Should these complainants be at a loose end, however, there are a few outstanding nationality-related issues, none of which rated much mention in the week Celebrity Big Brother got its come-uppance. In Norwich, seven young men walked laughing from court after receiving suspended jail sentences for 'a ferocious and unprovoked' attack, in which they kicked, punched and spat on two Polish workers.

Newspaper reports of 'floods' of east European migrants supposedly leeching off state hand-outs masked the truth...that migration from the new EU countries, which is vital to the economy, seems to have passed its peak, and only 8,000 Romanian and Bulgarian job-seekers arrived in the first quarter this year, against predictions of a 300,000 influx in 20 months.

In the third, and saddest, example, a report by the Immigration Law Practitioners' Association charted the plight of unaccompanied refugee children, many of them Afghans, who arrive in Britain alone and traumatised after unthinkable journeys. Thousands of boys as young as 13 are being reassigned as adults by the immigration service, and so disqualified from the education and foster care they need.

Discrimination is not cooked up in the Big Brother kitchen. It seeps down from the top, not in rivers of blood but in such meandering streams of cause and effect that people barely notice how shamingly endemic it has become. A quarter of white children live in poverty, compared with 74 per cent of Bangladeshis, 60 per cent of Pakistanis and 56 per cent of black Africans. Stephen Byers, a former cabinet minister, tells our political editor today that, in parts of the country, we are 'sleepwalking towards the segregation of schools on racial grounds'.

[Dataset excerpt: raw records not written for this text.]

use rand::{seq::SliceRandom, Rng};

/// Returns every entry in order when `take_all` is set or the list already fits
/// within `max_count`; otherwise exactly `max_count` distinct entries drawn
/// uniformly without replacement, in shuffled order.
pub fn sample<R>(entries: Vec<String>, max_count: usize, take_all: bool, rng: &mut R) -> Vec<String>
where
    R: Rng + ?Sized,
{
    if take_all || entries.len() <= max_count {
        return entries;
    }

    entries
        .choose_multiple(rng, max_count)
        .cloned()
        .collect()
}
use std::{collections::HashMap, fmt};

use serde::{
    de::{MapAccess, Visitor},
    Deserialize, Deserializer,
};

use crate::error::AppError;

use super::language::Language;

/// Parsed cross-reference index: class name -> language -> example id -> display name.
///
/// The whole shape is validated while deserialising, so a document that loads
/// successfully never fails a lookup with anything other than a missing key.
#[derive(Debug, Clone, Default, Deserialize)]
#[serde(transparent)]
pub struct IndexDocument {
    classes: HashMap<String, HashMap<String, ExampleEntries>>,
}

/// Examples of one (class, language) pair in document order.
#[derive(Debug, Clone, Default, PartialEq, Eq)]
pub struct ExampleEntries(Vec<(String, String)>);

#[derive(Debug, Clone, PartialEq, Eq)]
pub struct Lookup {
    pub total: usize,
    pub entries: Vec<String>,
}

impl IndexDocument {
    pub fn load(raw: &[u8]) -> Result<Self, AppError> {
        serde_json::from_slice(raw).map_err(|err| AppError::MalformedIndex(err.to_string()))
    }

    /// Display names for the pair, or `None` when either key is absent.
    pub fn lookup(&self, class_name: &str, language: Language) -> Option<Lookup> {
        let entries = self.classes.get(class_name)?.get(language.as_str())?;
        let names: Vec<String> = entries.display_names().map(str::to_string).collect();

        Some(Lookup {
            total: names.len(),
            entries: names,
        })
    }

    pub fn class_count(&self) -> usize {
        self.classes.len()
    }

    pub fn languages_for(&self, class_name: &str) -> Vec<&str> {
        let mut languages: Vec<&str> = self
            .classes
            .get(class_name)
            .map(|by_language| by_language.keys().map(String::as_str).collect())
            .unwrap_or_default();
        languages.sort_unstable();
        languages
    }
}

impl ExampleEntries {
    pub fn display_names(&self) -> impl Iterator<Item = &str> {
        self.0.iter().map(|(_, name)| name.as_str())
    }
}

struct ExampleEntriesVisitor;

impl<'de> Visitor<'de> for ExampleEntriesVisitor {
    type Value = ExampleEntries;

    fn expecting(&self, formatter: &mut fmt::Formatter) -> fmt::Result {
        formatter.write_str("a map of example ids to display names")
    }

    fn visit_map<A>(self, mut map: A) -> Result<Self::Value, A::Error>
    where
        A: MapAccess<'de>,
    {
        let mut entries: Vec<(String, String)> = Vec::with_capacity(map.size_hint().unwrap_or(0));
        let mut positions: HashMap<String, usize> = HashMap::new();

        while let Some((id, name)) = map.next_entry::<String, String>()? {
            // A repeated id keeps its first position and takes the last value.
            match positions.get(&id).and_then(|&index| entries.get_mut(index)) {
                Some(existing) => existing.1 = name,
                None => {
                    positions.insert(id.clone(), entries.len());
                    entries.push((id, name));
                }
            }
        }

        Ok(ExampleEntries(entries))
    }
}

impl<'de> Deserialize<'de> for ExampleEntries {
    fn deserialize<D>(deserializer: D) -> Result<Self, D::Error>
    where
        D: Deserializer<'de>,
    {
        deserializer.deserialize_map(ExampleEntriesVisitor)
    }
}
pub mod cache_store;
pub mod types;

This shadowy apartheid means that a child's future is dictated by race, not by ability. Employers overlook or underpay non-whites, and black people are five times as likely as white ones to be stopped and searched. On Prison Reform Trust figures for 2002, more African Caribbean entrants went to jail (11,500) than to university (8,000). Far from highlighting these imbalances, the Big Brother row has diverted attention from real scandals.

Tony Blair, who has had difficulty untangling reality from illusion ever since he urged that Deirdre Barlow of Coronation Street be freed from jail, said at the height of the Big Brother furore that any perception that Britain tolerated racism had to be 'regretted and countered'. So how unfortunate that, just before Ofcom underlined that message, Blair's industry minister used what education secretary Alan Johnson later called 'the language of the BNP'.

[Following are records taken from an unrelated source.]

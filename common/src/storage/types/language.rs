use std::{fmt, str::FromStr};

use serde::{Deserialize, Serialize};

use crate::error::AppError;

/// Languages the examples index is partitioned by.
#[derive(Debug, Clone, Copy, PartialEq, Eq, Hash, Serialize, Deserialize)]
pub enum Language {
    CSharp,
    Cxx,
    Java,
    Python,
}

impl Language {
    pub const ALL: [Self; 4] = [Self::CSharp, Self::Cxx, Self::Java, Self::Python];

    /// Key used for this language inside the index document.
    pub fn as_str(self) -> &'static str {
        match self {
            Self::CSharp => "CSharp",
            Self::Cxx => "Cxx",
            Self::Java => "Java",
            Self::Python => "Python",
        }
    }

    pub fn supported_list() -> String {
        Self::ALL
            .iter()
            .map(|language| language.as_str())
            .collect::<Vec<_>>()
            .join(", ")
    }
}

impl fmt::Display for Language {
    fn fmt(&self, f: &mut fmt::Formatter<'_>) -> fmt::Result {
        f.write_str(self.as_str())
    }
}

impl FromStr for Language {
    type Err = AppError;

    fn from_str(raw: &str) -> Result<Self, Self::Err> {
        let needle = raw.trim();
        Self::ALL
            .into_iter()
            .find(|language| language.as_str().eq_ignore_ascii_case(needle))
            .ok_or_else(|| AppError::UnsupportedLanguage {
                requested: raw.to_string(),
                supported: Self::supported_list(),
            })
    }
}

The Jade Goody of the government front benches appeared to be suggesting that newly arrived migrants living in damp squalor with an asthmatic child should be leapfrogged by the less needy indigenous family. This is a loathsome argument, especially since migrants currently get only a tiny percentage of social housing.

I am glad, though, that Mrs Hodge spoke out. Although several of her colleagues professed horror, she is unique only in venturing into nationality. Other ministers have backed constituents who feel their loyalty to the sitting MP is being tested by neighbours with anti-social ways and hellish children. The most illiberal policies of Blair's tenure have been built on intolerance of one sort or another.

It is easy to imagine Jade, Jo and Danielle as wavering Hodge supporters, though there is no evidence that any of them would ever vote BNP. However vile their conduct, this was television, not the Old Kent Road. Where reality shows serve any purpose, it is surely to spark neuralgia in a complacent society.

If Big Brother got out of hand, then the reaction has matched it. Besides, a sort of weird justice has been done. Jade is no longer 'the 25th most inferlential [sic] person in the world'. Shilpa has been to Parliament and met the Queen. It would be more than a pity if Channel 4 were now to be privatised by Gordon Brown and Big Brother made into a talking shop for housemates with Lady Bracknell manners, a tofu habit and a social conscience.

Such a result would demonstrate the very intolerance that the programme's critics deplore. It would also smash one small mirror on a country much more divided than it ever notices. Evidence of racism and dishonesty can never be justified or ignored. Nonetheless, the suspicion remains that the Big Brother circus has become what Jade would call an 'escape goat' for much more dangerous failings.